Authentication
Charlie Mac uses Azure AD (Entra ID) for all authentication. SSO is enforced at the platform level via Azure Static Web Apps — no separate login system to maintain.
Video walkthrough
How it works
Calling the API from client code
Once authenticated, the session cookie is sent automatically on same-origin requests.

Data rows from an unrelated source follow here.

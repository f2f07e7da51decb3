//! Validator identity and membership.

use sbor::prelude::BasicSbor;
use std::fmt;

/// A 20-byte validator address.
///
/// Addresses identify message senders; recovering them from signatures is
/// the job of the network layer, upstream of this crate.
#[derive(Clone, Copy, PartialEq, Eq, Hash, PartialOrd, Ord, BasicSbor)]
pub struct Address(pub [u8; 20]);

impl Address {
    /// Raw bytes of the address.
    pub fn as_bytes(&self) -> &[u8; 20] {
        &self.0
    }
}

impl fmt::Debug for Address {
    fn fmt(&self, f: &mut fmt::Formatter<'_>) -> fmt::Result {
        write!(
            f,
            "0x{:02x}{:02x}{:02x}{:02x}..{:02x}{:02x}",
            self.0[0], self.0[1], self.0[2], self.0[3], self.0[18], self.0[19]
        )
    }
}

impl fmt::Display for Address {
    fn fmt(&self, f: &mut fmt::Formatter<'_>) -> fmt::Result {
        fmt::Debug::fmt(self, f)
    }
}

/// The set of validators for the current epoch.
///
/// Membership can change between the time a message is parked and the time
/// it is replayed, so lookups return `Option`.
#[derive(Debug, Clone, Default, PartialEq, Eq)]
pub struct ValidatorSet {
    validators: Vec<Address>,
}

impl ValidatorSet {
    /// Create a validator set from an ordered list of addresses.
    pub fn new(validators: Vec<Address>) -> Self {
        Self { validators }
    }

    /// Look up a validator by address, returning its index in the set.
    pub fn get_by_address(&self, address: &Address) -> Option<(usize, Address)> {
        self.validators
            .iter()
            .position(|v| v == address)
            .map(|i| (i, self.validators[i]))
    }

    /// Whether the address belongs to the set.
    pub fn contains(&self, address: &Address) -> bool {
        self.validators.contains(address)
    }

    /// Number of validators in the set.
    pub fn len(&self) -> usize {
        self.validators.len()
    }

    /// Whether the set is empty.
    pub fn is_empty(&self) -> bool {
        self.validators.is_empty()
    }

    /// Iterate the validator addresses in set order.
    pub fn iter(&self) -> impl Iterator<Item = &Address> {
        self.validators.iter()
    }
}

#[cfg(test)]
mod tests {
    use super::*;
    use crate::test_utils::test_address;

    #[test]
    fn test_get_by_address() {
        let set = ValidatorSet::new(vec![test_address(1), test_address(2), test_address(3)]);

        assert_eq!(
            set.get_by_address(&test_address(2)),
            Some((1, test_address(2)))
        );
        assert_eq!(set.get_by_address(&test_address(9)), None);
        assert!(set.contains(&test_address(3)));
        assert_eq!(set.len(), 3);
    }
}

For API calls:
// The auth cookie is sent automatically — no manual token handling needed
const response = await fetch('/api/data');
const data = await response.json();
For calls to external APIs, retrieve the access token from the SWA auth endpoint:
async function getAccessToken(): Promise<string> {
const response = await fetch('/.auth/me');
const { clientPrincipal } = await response.json();
// clientPrincipal contains userId, userRoles, claims
return clientPrincipal?.accessToken ?? '';
}
Checking the current user
type ClientPrincipal = {
identityProvider: string;
userId: string;
userDetails: string; // email address
userRoles: string[]; // e.g. ['authenticated', 'staff', 'engineers']
};
async function getCurrentUser(): Promise<ClientPrincipal | null> {
const response = await fetch('/.auth/me');
const { clientPrincipal } = await response.json();
return clientPrincipal;
}
Logout
// Redirect to SWA logout endpoint — clears the auth cookie
window.location.href = '/.auth/logout';
Role reference
| Role | Assigned to | Can access |
|---|---|---|
anonymous | Everyone | Public pages only |
authenticated | Any logged-in user | General docs |
staff | All employees (via AAD group) | Internal KB |
engineers | Engineering team (via AAD group) | Runbooks, access management |
admin | Doc admins | All areas |
Roles are assigned via the SWA role management API backed by Azure AD group membership.